── Data provided
//! Projection of cleaned row-sets onto a dataset's target schema.

use std::collections::HashSet;

use crate::catalog::{CoercionRule, ColumnMapping, TargetSchema};
use crate::error::{PipelineError, PipelineResult};
use crate::types::{DataSet, Field, Schema, Value};

/// Project `dataset` onto `target`.
///
/// For [`TargetSchema::Columns`], output columns appear exactly in declared order, each taken
/// from its source column and passed through its [`CoercionRule`]. Source columns that are not
/// referenced are dropped. Row count never changes: the first value that fails coercion aborts
/// the whole dataset with [`PipelineError::CoercionError`].
///
/// [`TargetSchema::PassThrough`] returns the dataset unchanged.
pub fn normalize(dataset: &DataSet, target: &TargetSchema) -> PipelineResult<DataSet> {
    let mappings = match target {
        TargetSchema::PassThrough => return Ok(dataset.clone()),
        TargetSchema::Columns(mappings) => mappings,
    };

    let plan = resolve(&dataset.schema, mappings)?;
    let schema = plan_schema(&dataset.schema, &plan);

    let mut rows = Vec::with_capacity(dataset.row_count());
    for (idx0, row) in dataset.rows.iter().enumerate() {
        let out = plan
            .iter()
            .map(|(src_idx, mapping)| coerce(idx0 + 1, mapping, &row[*src_idx]))
            .collect::<PipelineResult<Vec<_>>>()?;
        rows.push(out);
    }

    Ok(DataSet::new(schema, rows))
}

/// Schema [`normalize`] produces for an input with schema `input`.
pub fn output_schema(input: &Schema, target: &TargetSchema) -> PipelineResult<Schema> {
    match target {
        TargetSchema::PassThrough => Ok(input.clone()),
        TargetSchema::Columns(mappings) => Ok(plan_schema(input, &resolve(input, mappings)?)),
    }
}

/// Apply one column's rule to a single value. `row` is only used for error reporting.
///
/// Missing values pass through every rule unchanged.
pub fn coerce(row: usize, mapping: &ColumnMapping, value: &Value) -> PipelineResult<Value> {
    match (mapping.rule, value) {
        (_, Value::Null) => Ok(Value::Null),
        (CoercionRule::Identity, v) => Ok(v.clone()),
        (CoercionRule::LowercaseText, Value::Utf8(s)) => Ok(Value::Utf8(s.to_lowercase())),
        (CoercionRule::LowercaseText, Value::Int64(v)) => Ok(Value::Utf8(v.to_string())),
        (CoercionRule::ParseInteger, Value::Int64(v)) => Ok(Value::Int64(*v)),
        (CoercionRule::ParseInteger, Value::Utf8(s)) => {
            s.trim()
                .parse::<i64>()
                .map(Value::Int64)
                .map_err(|e| PipelineError::CoercionError {
                    row,
                    column: mapping.source.clone(),
                    raw: s.clone(),
                    message: e.to_string(),
                })
        }
    }
}

fn resolve<'m>(
    input: &Schema,
    mappings: &'m [ColumnMapping],
) -> PipelineResult<Vec<(usize, &'m ColumnMapping)>> {
    let mut outputs = HashSet::with_capacity(mappings.len());
    let mut plan = Vec::with_capacity(mappings.len());
    for mapping in mappings {
        if !outputs.insert(mapping.output.as_str()) {
            return Err(PipelineError::SchemaMismatch {
                message: format!("duplicate output column '{}'", mapping.output),
            });
        }
        let idx = input.index_of(&mapping.source).ok_or_else(|| PipelineError::SchemaMismatch {
            message: format!(
                "missing required column '{}'. columns={:?}",
                mapping.source,
                input.field_names().collect::<Vec<_>>()
            ),
        })?;
        plan.push((idx, mapping));
    }
    Ok(plan)
}

fn plan_schema(input: &Schema, plan: &[(usize, &ColumnMapping)]) -> Schema {
    Schema::new(
        plan.iter()
            .map(|(idx, m)| {
                Field::new(m.output.clone(), m.rule.output_type(input.fields[*idx].data_type))
            })
            .collect(),
    )
}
────
All that is needed is the opening run of the data, given again exactly: please include every line from the first through the line with "that are not", both ends kept.

//! Projection of cleaned row-sets onto a dataset's target schema.

use std::collections::HashSet;

use crate::catalog::{CoercionRule, ColumnMapping, TargetSchema};
use crate::error::{PipelineError, PipelineResult};
use crate::types::{DataSet, Field, Schema, Value};

/// Project `dataset` onto `target`.
///
/// For [`TargetSchema::Columns`], output columns appear exactly in declared order, each taken
/// from its source column and passed through its [`CoercionRule`]. Source columns that are not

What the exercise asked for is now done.